En el mes que la artista lleva en Sevilla preparando la exposición, la artista está asistiendo a cursos de flamenco y ha presenciado una corrida de toros. De hecho, atiende a ABC de Sevilla ataviada con un traje de flamenca hecho de croché y fruto de una colaboración con la diseñadora sevillana Pilar Vera. Una experiencia que se verá reflejada en su obra.

«Me interesa el balance entre lo masculino y lo femenino, la lucha encarnada en el ruedo. Me gustaría ejemplificar ese juego de energías entre el toro y el torero envueltas en la espectacularidad de una corrida», defiende Olek. De hecho, «la torera» es la coletilla que acompaña el nombre de su exposición en Sevilla. «La torera es porque lucha por sus derechos, por su independencia. El torero es esa persona que tiene valor. La torera es porque lucha contra ese masculinidad retrógrada», explica la neoyorquina. Para transmitir su mensaje, usará hilo y aguja.

«Para mí, el crochet es la lengua con la que me comunico con el mundo. Al igual que en cualquier pieza de croché, todo está interconectado, si se corta un hilo se deshace el todo», argumenta la artista. «El croché se puede hacer y deshacer, como un bucle, algo sin final. Todo es una espiral, algo inacabado. He ahí una simbología interesante de esta técnica», defiende la neoyorquina.

Pero, ¿es arte? «Mi abuela hace croché pero no hace arte; la gente pinta pero no necesariamente hace arte; el croché, al igual que la pintura, es la técnica. El significado se lo doy yo. ¿Algo habrá en mi obra para que haya entrado en museos de arte contemporáneo?  Todo puede llegar a ser arte pero no todo es arte», sentencia Olek.

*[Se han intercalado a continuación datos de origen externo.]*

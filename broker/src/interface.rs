// Copyright (c) Microsoft Corporation.
// Licensed under the MIT License.

//! Traits and types for defining sets and subsets of MQTT client functionality.

use async_trait::async_trait;
use bytes::Bytes;

use crate::control_packet::{
    Publish, PublishProperties, QoS, SubscribeProperties, UnsubscribeProperties,
};
use crate::error::{
    AckError, CompletionError, ConnectionError, DisconnectError, PublishError, SubscribeError,
    UnsubscribeError,
};
use crate::topic::TopicParseError;

// ---------- Concrete Types ----------

/// Awaitable token indicating completion of MQTT message delivery.
pub struct CompletionToken(
    pub Box<dyn std::future::Future<Output = Result<(), CompletionError>> + Send>,
);

impl std::future::Future for CompletionToken {
    type Output = Result<(), CompletionError>;

    fn poll(
        self: std::pin::Pin<&mut Self>,
        cx: &mut std::task::Context<'_>,
    ) -> std::task::Poll<Self::Output> {
        // NOTE: Need to use `unsafe` here because we need to poll the inner future, but can't get
        // a mutable reference to it, as it's in a box (at least, not without unsafe code).
        // It is safe for us to use the `unsafe` code for the following reasons:
        //
        // 1. This CompletionToken struct is the only reference to the boxed future that it holds
        // internally, so mutability among multiple references is not a concern. Nowhere is this
        // struct used in a way that the inner future can be accessed from multiple threads,
        // and so we are safe from race conditions.
        //
        // 2. We do not move the memory - the future stays right where it is, all we do is poll it,
        // so there is no risk of a null pointer error / segfault.
        let inner = unsafe { self.map_unchecked_mut(|s| &mut *s.0) };
        inner.poll(cx)
    }
}

/// Token for manually acknowledging a received Publish (Quality of Service 1).
/// Holds the raw publish so it can be passed straight back to [`MqttAck::ack`].
pub struct AckToken(pub Publish);

// Re-export rumqttc types to avoid user code taking the dependency.
/// Event yielded by the event loop
pub type Event = rumqttc::v5::Event;
/// Incoming data on the event loop
pub type Incoming = rumqttc::v5::Incoming;
/// Outgoing data on the event loop
pub type Outgoing = rumqttc::Outgoing;

// ---------- Lower level MQTT abstractions ----------

/// MQTT publish, subscribe and unsubscribe functionality
#[async_trait]
pub trait MqttPubSub {
    /// MQTT Publish
    ///
    /// If connection is unavailable, publish will be queued and delivered when connection is re-established.
    /// Blocks if at capacity for queueing.
    async fn publish(
        &self,
        topic: impl Into<String> + Send,
        qos: QoS,
        retain: bool,
        payload: impl Into<Bytes> + Send,
    ) -> Result<CompletionToken, PublishError>;

    /// MQTT Publish
    ///
    /// If connection is unavailable, publish will be queued and delivered when connection is re-established.
    /// Blocks if at capacity for queueing.
    async fn publish_with_properties(
        &self,
        topic: impl Into<String> + Send,
        qos: QoS,
        retain: bool,
        payload: impl Into<Bytes> + Send,
        properties: PublishProperties,
    ) -> Result<CompletionToken, PublishError>;

    /// MQTT Subscribe
    ///
    /// If connection is unavailable, subscribe will be queued and delivered when connection is re-established.
    /// Blocks if at capacity for queueing.
    async fn subscribe(
        &self,
        topic: impl Into<String> + Send,
        qos: QoS,
    ) -> Result<CompletionToken, SubscribeError>;

    /// MQTT Subscribe
    ///
    /// If connection is unavailable, subscribe will be queued and delivered when connection is re-established.
    /// Blocks if at capacity for queueing.
    async fn subscribe_with_properties(
        &self,
        topic: impl Into<String> + Send,
        qos: QoS,
        properties: SubscribeProperties,
    ) -> Result<CompletionToken, SubscribeError>;

    /// MQTT Unsubscribe
    ///
    /// If connection is unavailable, unsubscribe will be queued and delivered when connection is re-established.
    /// Blocks if at capacity for queueing.
    async fn unsubscribe(
        &self,
        topic: impl Into<String> + Send,
    ) -> Result<CompletionToken, UnsubscribeError>;

    /// MQTT Unsubscribe
    ///
    /// If connection is unavailable, unsubscribe will be queued and delivered when connection is re-established.
    /// Blocks if at capacity for queueing.
    async fn unsubscribe_with_properties(
        &self,
        topic: impl Into<String> + Send,
        properties: UnsubscribeProperties,
    ) -> Result<CompletionToken, UnsubscribeError>;
}

/// Provides functionality for acknowledging a received Publish message (QoS 1)
#[async_trait]
pub trait MqttAck {
    /// Acknowledge a received Publish.
    async fn ack(&self, publish: &Publish) -> Result<(), AckError>;
}

/// MQTT disconnect functionality
#[async_trait]
pub trait MqttDisconnect {
    /// Disconnect from the MQTT broker.
    async fn disconnect(&self) -> Result<(), DisconnectError>;
}

/// Internally-facing APIs for the underlying client.
/// Use of this trait is not currently recommended except for mocking.
#[async_trait]
pub trait MqttClient: MqttPubSub + MqttAck + MqttDisconnect {}

/// MQTT Event Loop manipulation
#[async_trait]
pub trait MqttEventLoop {
    /// Poll the event loop for the next [`Event`]
    async fn poll(&mut self) -> Result<Event, ConnectionError>;

    /// Modify the clean start flag for subsequent MQTT connection attempts
    fn set_clean_start(&mut self, clean_start: bool);
}

// ---------- Higher level MQTT abstractions ----------

/// An MQTT client that has its connection state externally managed.
/// Can be used to send messages and create receivers for incoming messages.
pub trait ManagedClient: MqttPubSub {
    /// The type of receiver used by this client
    type PubReceiver: PubReceiver;

    /// Get the client id for the MQTT connection
    fn client_id(&self) -> &str;

    /// Creates a new [`PubReceiver`] that receives messages on a specific topic
    ///
    /// # Errors
    /// Returns a [`TopicParseError`] if the pub receiver cannot be registered.
    fn create_filtered_pub_receiver(
        &self,
        topic_filter: &str,
    ) -> Result<Self::PubReceiver, TopicParseError>;

    /// Creates a new [`PubReceiver`] that receives all messages not sent to other
    /// filtered receivers.
    fn create_unfiltered_pub_receiver(&self) -> Self::PubReceiver;
}

#[async_trait]
/// Receiver for incoming MQTT messages.
pub trait PubReceiver {
    /// Receives the next incoming publish.
    ///
    /// Return None if there will be no more incoming publishes.
    async fn recv(&mut self) -> Option<Publish>;

    /// Receives the next incoming publish, and a token that can be used to manually acknowledge
    /// the publish (Quality of Service 1), or `None` (Quality of Service 0).
    ///
    /// Return None if there will be no more incoming publishes.
    async fn recv_manual_ack(&mut self) -> Option<(Publish, Option<AckToken>)>;

    /// Close the receiver, preventing further incoming publishes.
    ///
    /// To guarantee no publish loss, `recv()`/`recv_manual_ack()` must be called until `None` is returned.
    fn close(&mut self);
}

«¿Hace Duchamp arte? Lo que es y lo que no es  arte no está definido, no hay una frontera, lo importante es que al ver una obra te transmita algo y provoque un cambio. Eso es lo importante, no que alguien interprete mi obra como arte o no arte», defiende la neoyorquina.

Olek es el pseudónimo bajo el que la artista, de origen polaco y residente en Nueva York, Agatha Oleksiak ha cubierto medio mundo con su característico croché. Actividad que la ha colocado como uno de los referentes de la escena mundial, claro ejemplo es pertenecer al selecto grupo de artistas con los que cuenta la galería neoyorquina Jonathan LeVine.